The paper itself is posted on WaPo’s website. AmmoLand Shooting Sports News colleague Dean Weingarten was among the first to analyze what is being proposed and to assess why in his summation from a pro-gun owner rights perspective.

“As a long term bureaucrat, this white paper reads as an application for the ATF director spot,” Weingarten surmises. “The paper fairly screams: I am willing to work with you, and I know how to take direction.”

That tracks with opinions I’ve received from insider and industry sources. It also works to mitigate the threat to the Bureau of having its functions spun off to different agencies. That’s a proposal being considered under an ATF Elimination Act bill by Rep. Jim Sensenbrenner that is currently under review by the House Judiciary Committee.

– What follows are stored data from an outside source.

//! Serves live previews over HTTP.
//!
//! Mount at `/api/previews`:
//!   GET /api/previews/:id  -> bytes of a live preview, 404 once released

use axum::{
    extract::{Path, State},
    http::{header, HeaderValue, StatusCode},
    response::{IntoResponse, Response},
    routing::get,
    Router,
};
use tracing::warn;
use uuid::Uuid;

use crate::mime_detect::{is_inline_safe, OCTET_STREAM};
use crate::preview::PreviewRegistry;

/// Build the preview router.
pub fn preview_router(registry: PreviewRegistry) -> Router {
    Router::new()
        .route("/:id", get(serve_preview))
        .with_state(registry)
}

async fn serve_preview(Path(id): Path<Uuid>, State(registry): State<PreviewRegistry>) -> Response {
    let Some(file) = registry.resolve(&id) else {
        return (StatusCode::NOT_FOUND, "Preview not found").into_response();
    };

    let bytes = match file.read_all().await {
        Ok(bytes) => bytes,
        Err(e) => {
            warn!(preview = %id, error = %e, "Failed to read preview source");
            return (StatusCode::INTERNAL_SERVER_ERROR, "Failed to read preview").into_response();
        }
    };

    let mime = file.media_type();
    let content_type = if is_inline_safe(mime) { mime } else { OCTET_STREAM };
    let content_type =
        HeaderValue::from_str(content_type).unwrap_or(HeaderValue::from_static(OCTET_STREAM));

    (
        StatusCode::OK,
        [
            (header::CONTENT_TYPE, content_type),
            (header::CACHE_CONTROL, HeaderValue::from_static("no-store")),
        ],
        bytes,
    )
        .into_response()
}

#[cfg(test)]
mod tests {
    use super::*;
    use crate::file::ImageFile;
    use axum::body::{to_bytes, Body};
    use axum::http::Request;
    use bytes::Bytes;
    use tower::ServiceExt;

    fn get(id: Uuid) -> Request<Body> {
        Request::builder()
            .uri(format!("/{id}"))
            .body(Body::empty())
            .unwrap()
    }

    #[tokio::test]
    async fn serves_live_preview_then_404_after_release() {
        let registry = PreviewRegistry::new(4);
        let file = ImageFile::from_bytes("a.png", Some("image/png"), Bytes::from_static(b"png"));
        let handle = registry.allocate(&file).unwrap();
        let id = handle.id();
        let app = preview_router(registry);

        let resp = app.clone().oneshot(get(id)).await.unwrap();
        assert_eq!(resp.status(), StatusCode::OK);
        assert_eq!(resp.headers()[header::CONTENT_TYPE], "image/png");
        let body = to_bytes(resp.into_body(), usize::MAX).await.unwrap();
        assert_eq!(&body[..], b"png");

        drop(handle);
        let resp = app.oneshot(get(id)).await.unwrap();
        assert_eq!(resp.status(), StatusCode::NOT_FOUND);
    }
}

“I’m probably not the best guy to ask,” a former special agent whistleblower I’d worked with on Operation Fast and Furious reports and on other stories replied, citing professional differences with and perceived mistreatment by “white paper” author Turk. Recusing himself for an admitted conflict of interest demonstrated the ethics that have made him a reliable source and advisor.

Another former special agent and past source shared his negative opinion, more colorfully, adding a further assessment of what he referred to as Turk’s “self serving … political ambitions.”

“There is no way this is any ‘accident,’” firearms designer and president of Historic Arms, LLC, Len Savage told me. He referenced a copy of another recent article, this one by attorney and former ATF legal counsel Teresa G. Ficaretta appearing in a recent issue of Small Arms Defense Journal (the article does not appear to be available online) titled “10 Things Trump Can Do for the Firearms Industry: President Trump Should Use Executive Authority to Improve the Regulatory Environment for the U.S. Firearms Industry.”

It should be noted in the interest of subjective disclosures that Savage and Ficaretta have crossed paths before. You can read or listen to his interview with the late Aaron Zelman of Jews for the Preservation of Firearms Ownership in which he relates an encounter.

But back to her article. She elaborates on 10 points:

  1. Permit importation of U.S. – Origin Firearms (…M1 Garands, M1 Carbines 1911 pistols…).

  2. Direct the Departments of State, Commerce and Defense to complete export control reform (…streamline the process for U.S. exporters to obtain export licenses, as well as eliminate the more burdensome aspects present of the ITAR [and] increase the competitive positioning of U.S. companies in the world market…).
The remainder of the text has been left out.